*** Source information Section Begins ***
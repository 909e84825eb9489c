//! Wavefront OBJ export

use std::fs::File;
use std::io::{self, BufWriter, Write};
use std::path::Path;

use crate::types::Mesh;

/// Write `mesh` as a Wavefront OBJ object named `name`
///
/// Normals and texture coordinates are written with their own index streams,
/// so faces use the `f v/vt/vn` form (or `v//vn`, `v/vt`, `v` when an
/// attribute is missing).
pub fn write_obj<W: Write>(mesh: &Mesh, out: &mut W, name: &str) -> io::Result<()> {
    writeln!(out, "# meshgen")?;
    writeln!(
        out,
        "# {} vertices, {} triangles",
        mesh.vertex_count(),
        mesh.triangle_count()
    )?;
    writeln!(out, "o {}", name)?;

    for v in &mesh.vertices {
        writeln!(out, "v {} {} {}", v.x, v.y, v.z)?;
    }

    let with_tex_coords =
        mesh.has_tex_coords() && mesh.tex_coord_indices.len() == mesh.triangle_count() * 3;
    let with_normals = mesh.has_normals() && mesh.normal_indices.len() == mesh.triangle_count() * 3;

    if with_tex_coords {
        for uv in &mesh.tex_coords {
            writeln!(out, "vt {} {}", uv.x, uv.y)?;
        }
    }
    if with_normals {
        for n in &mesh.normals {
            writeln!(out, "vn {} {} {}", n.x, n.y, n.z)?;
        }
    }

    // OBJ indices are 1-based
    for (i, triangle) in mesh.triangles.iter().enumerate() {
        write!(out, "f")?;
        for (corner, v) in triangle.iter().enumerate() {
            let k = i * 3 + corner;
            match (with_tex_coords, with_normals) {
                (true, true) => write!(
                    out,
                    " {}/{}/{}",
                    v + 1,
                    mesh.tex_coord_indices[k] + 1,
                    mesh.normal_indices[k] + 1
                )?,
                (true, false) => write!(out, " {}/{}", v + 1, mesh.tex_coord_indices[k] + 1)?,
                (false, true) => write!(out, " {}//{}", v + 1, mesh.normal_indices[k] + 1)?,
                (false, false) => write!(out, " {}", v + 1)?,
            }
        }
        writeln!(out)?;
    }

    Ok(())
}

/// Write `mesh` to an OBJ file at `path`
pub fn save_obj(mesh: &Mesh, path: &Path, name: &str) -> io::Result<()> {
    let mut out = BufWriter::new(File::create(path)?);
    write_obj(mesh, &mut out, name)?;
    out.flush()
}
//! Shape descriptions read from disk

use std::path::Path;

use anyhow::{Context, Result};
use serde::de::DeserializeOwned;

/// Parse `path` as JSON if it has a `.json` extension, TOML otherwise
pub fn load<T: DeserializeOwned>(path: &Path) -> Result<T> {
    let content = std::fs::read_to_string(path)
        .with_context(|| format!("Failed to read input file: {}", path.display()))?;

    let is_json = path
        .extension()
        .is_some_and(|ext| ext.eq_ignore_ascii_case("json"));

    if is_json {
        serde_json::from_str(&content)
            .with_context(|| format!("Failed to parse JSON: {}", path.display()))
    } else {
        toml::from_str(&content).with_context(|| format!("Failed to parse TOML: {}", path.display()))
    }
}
*** Source information Section Ends ***
## Task
For the string "DeserializeOwned", show each line of the listing where it appears.

## Task response
use serde::de::DeserializeOwned;
pub fn load<T: DeserializeOwned>(path: &Path) -> Result<T> {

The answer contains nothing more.